▸ YOUR TASK: Print the listing below again from the line that contains "fleet console's client" onward, keeping every line exact and leaving out the lines before it.

▸ PROVIDED DATA:
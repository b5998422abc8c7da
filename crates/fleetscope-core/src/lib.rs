//! Fleetscope Core - Client-history diffing engine
//!
//! This crate provides the history engine behind the fleet console's client
//! timeline view, including:
//! - Typed client snapshot model (knowledge base, OS info, agent info,
//!   users, network interfaces, volumes, labels)
//! - Snapshot deduplication over the observable field set
//! - Deterministic structural diffing of snapshot pairs
//! - Human-readable changelog rendering with collapse-to-summary
//! - Wire-format translation from the console API's JSON representation
//!
//! The engine is a pure library: it consumes a newest-first snapshot list
//! and returns values. Fetching, caching, and presentation live elsewhere.

pub mod api_translation;
pub mod diff;
pub mod errors;
pub mod logging_facility;
pub mod model;

// Re-export commonly used types
pub use diff::{
    client_entries_changed, compute_client_versions, dedup_snapshots, diff_snapshots,
    ChangeKind, ClientVersion, ElementaryChange, SnapshotEntry,
};
pub use errors::{ClientHistoryError, ExError, ExErrorKind, Result};
pub use model::ClientSnapshot;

▸ FINISHED EXERCISE:
//! This crate provides the history engine behind the fleet console's client
//! timeline view, including:
//! - Typed client snapshot model (knowledge base, OS info, agent info,
//!   users, network interfaces, volumes, labels)
//! - Snapshot deduplication over the observable field set
//! - Deterministic structural diffing of snapshot pairs
//! - Human-readable changelog rendering with collapse-to-summary
//! - Wire-format translation from the console API's JSON representation
//!
//! The engine is a pure library: it consumes a newest-first snapshot list
//! and returns values. Fetching, caching, and presentation live elsewhere.

pub mod api_translation;
pub mod diff;
pub mod errors;
pub mod logging_facility;
pub mod model;

// Re-export commonly used types
pub use diff::{
    client_entries_changed, compute_client_versions, dedup_snapshots, diff_snapshots,
    ChangeKind, ClientVersion, ElementaryChange, SnapshotEntry,
};
pub use errors::{ClientHistoryError, ExError, ExErrorKind, Result};
pub use model::ClientSnapshot;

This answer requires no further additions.